● EXERCISE PROMPT: For the word "true", count the lines of the records that hold it, and give only that number.

● SOURCE MATERIAL:
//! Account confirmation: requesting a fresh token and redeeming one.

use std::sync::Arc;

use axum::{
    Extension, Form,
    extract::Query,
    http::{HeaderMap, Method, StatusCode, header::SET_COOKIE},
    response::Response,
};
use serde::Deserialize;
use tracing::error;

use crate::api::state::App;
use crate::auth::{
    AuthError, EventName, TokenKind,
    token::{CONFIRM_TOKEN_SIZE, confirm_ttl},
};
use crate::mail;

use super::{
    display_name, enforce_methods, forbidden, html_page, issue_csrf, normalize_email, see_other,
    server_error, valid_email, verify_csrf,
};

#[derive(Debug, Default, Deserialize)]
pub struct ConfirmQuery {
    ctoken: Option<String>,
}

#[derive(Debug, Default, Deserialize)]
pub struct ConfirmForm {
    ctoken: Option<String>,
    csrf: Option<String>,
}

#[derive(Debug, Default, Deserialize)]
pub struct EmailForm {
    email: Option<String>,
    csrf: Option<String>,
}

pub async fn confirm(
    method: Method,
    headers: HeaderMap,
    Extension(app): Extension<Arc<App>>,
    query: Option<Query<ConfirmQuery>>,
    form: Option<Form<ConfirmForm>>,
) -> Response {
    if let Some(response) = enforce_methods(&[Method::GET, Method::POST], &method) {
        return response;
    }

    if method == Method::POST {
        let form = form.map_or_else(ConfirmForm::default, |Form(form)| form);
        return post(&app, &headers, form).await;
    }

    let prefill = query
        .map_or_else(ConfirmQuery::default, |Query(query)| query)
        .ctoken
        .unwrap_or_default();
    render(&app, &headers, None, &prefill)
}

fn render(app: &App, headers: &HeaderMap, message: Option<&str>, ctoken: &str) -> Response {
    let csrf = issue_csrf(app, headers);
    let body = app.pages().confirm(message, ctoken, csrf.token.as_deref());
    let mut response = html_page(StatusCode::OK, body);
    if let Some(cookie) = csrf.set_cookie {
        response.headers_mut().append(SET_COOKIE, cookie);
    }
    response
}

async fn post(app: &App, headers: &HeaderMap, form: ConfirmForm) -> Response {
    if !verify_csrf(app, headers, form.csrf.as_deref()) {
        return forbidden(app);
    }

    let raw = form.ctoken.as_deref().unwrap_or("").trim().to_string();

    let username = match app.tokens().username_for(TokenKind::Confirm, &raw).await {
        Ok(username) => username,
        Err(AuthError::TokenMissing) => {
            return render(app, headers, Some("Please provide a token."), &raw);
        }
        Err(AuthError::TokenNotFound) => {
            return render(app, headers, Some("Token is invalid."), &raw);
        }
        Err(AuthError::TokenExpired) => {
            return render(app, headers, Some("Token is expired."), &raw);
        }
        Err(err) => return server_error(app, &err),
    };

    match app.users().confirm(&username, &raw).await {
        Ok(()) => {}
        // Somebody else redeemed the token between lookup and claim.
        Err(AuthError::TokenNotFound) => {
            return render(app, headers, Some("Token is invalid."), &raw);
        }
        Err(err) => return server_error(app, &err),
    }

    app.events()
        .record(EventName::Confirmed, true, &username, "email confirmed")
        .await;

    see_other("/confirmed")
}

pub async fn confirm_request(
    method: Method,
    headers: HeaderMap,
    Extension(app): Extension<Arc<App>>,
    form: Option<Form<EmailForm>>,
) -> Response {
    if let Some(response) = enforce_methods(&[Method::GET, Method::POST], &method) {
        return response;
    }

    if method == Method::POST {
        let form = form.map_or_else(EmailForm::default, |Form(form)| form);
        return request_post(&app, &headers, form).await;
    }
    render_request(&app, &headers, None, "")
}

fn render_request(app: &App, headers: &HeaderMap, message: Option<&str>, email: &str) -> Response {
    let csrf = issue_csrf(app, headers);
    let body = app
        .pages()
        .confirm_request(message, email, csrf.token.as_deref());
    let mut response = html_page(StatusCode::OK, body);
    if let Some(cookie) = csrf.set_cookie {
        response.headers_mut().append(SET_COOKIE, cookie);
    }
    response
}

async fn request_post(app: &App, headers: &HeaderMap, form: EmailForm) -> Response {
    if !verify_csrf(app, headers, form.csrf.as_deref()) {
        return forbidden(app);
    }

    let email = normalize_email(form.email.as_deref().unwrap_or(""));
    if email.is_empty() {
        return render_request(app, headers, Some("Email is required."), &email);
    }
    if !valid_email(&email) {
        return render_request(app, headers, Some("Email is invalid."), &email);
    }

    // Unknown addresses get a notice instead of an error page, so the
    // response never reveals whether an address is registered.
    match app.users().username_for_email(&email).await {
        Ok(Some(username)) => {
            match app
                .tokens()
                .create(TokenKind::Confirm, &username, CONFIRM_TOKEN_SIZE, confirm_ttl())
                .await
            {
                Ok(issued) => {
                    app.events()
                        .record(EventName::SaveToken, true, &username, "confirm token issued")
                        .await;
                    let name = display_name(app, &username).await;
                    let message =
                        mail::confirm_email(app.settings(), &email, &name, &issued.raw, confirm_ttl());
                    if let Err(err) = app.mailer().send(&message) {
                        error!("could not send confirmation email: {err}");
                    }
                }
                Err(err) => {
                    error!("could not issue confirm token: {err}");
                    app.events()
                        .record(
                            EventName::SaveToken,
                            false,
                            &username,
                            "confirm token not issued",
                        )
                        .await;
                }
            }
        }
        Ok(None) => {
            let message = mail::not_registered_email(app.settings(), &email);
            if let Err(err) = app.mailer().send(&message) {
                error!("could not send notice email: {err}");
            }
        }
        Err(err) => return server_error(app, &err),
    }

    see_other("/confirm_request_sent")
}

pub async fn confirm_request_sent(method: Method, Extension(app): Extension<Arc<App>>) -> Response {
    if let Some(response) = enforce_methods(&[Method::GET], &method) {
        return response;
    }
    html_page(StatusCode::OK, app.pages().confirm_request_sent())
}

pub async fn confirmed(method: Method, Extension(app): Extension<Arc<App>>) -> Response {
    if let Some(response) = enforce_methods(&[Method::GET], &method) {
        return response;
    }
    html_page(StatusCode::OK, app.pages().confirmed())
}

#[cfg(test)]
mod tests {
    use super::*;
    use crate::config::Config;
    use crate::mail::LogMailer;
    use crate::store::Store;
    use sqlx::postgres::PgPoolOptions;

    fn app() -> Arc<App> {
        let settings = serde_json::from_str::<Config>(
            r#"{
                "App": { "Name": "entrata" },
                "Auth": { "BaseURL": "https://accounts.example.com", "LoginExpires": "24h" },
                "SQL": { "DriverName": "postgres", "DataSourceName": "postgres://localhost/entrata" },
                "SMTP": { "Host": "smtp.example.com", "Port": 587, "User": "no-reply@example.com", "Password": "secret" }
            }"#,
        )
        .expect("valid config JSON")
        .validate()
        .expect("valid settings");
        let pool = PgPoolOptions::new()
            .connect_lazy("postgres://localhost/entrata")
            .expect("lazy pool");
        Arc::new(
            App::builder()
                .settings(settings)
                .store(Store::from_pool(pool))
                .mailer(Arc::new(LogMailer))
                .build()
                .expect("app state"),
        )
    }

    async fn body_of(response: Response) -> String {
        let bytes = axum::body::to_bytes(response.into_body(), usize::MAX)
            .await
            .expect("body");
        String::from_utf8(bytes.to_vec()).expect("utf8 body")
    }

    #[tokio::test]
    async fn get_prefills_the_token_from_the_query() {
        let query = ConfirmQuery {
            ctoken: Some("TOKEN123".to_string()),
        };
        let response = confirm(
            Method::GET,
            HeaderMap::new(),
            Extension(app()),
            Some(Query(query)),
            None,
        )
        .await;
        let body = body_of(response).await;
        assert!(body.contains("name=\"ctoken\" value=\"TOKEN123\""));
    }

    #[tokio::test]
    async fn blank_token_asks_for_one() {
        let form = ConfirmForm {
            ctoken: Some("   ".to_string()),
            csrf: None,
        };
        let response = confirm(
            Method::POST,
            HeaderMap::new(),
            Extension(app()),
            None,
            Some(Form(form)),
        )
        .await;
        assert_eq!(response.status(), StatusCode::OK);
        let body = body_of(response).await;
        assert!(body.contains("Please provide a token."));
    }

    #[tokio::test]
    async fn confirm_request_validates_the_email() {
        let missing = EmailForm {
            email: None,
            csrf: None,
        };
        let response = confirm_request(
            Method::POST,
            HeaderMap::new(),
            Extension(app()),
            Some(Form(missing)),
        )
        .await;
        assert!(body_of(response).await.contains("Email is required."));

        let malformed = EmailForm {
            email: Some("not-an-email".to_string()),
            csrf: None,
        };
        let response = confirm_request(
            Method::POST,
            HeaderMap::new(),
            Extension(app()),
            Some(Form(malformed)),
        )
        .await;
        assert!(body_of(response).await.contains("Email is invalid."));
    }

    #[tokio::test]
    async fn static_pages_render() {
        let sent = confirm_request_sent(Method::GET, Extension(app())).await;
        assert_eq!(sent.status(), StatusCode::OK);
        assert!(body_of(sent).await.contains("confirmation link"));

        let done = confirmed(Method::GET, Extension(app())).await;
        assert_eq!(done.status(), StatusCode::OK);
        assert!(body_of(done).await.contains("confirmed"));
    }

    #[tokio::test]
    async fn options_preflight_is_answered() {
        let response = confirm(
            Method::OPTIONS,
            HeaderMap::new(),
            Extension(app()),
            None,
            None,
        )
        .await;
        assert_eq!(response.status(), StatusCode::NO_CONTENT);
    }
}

● SOLUTION BELOW: 2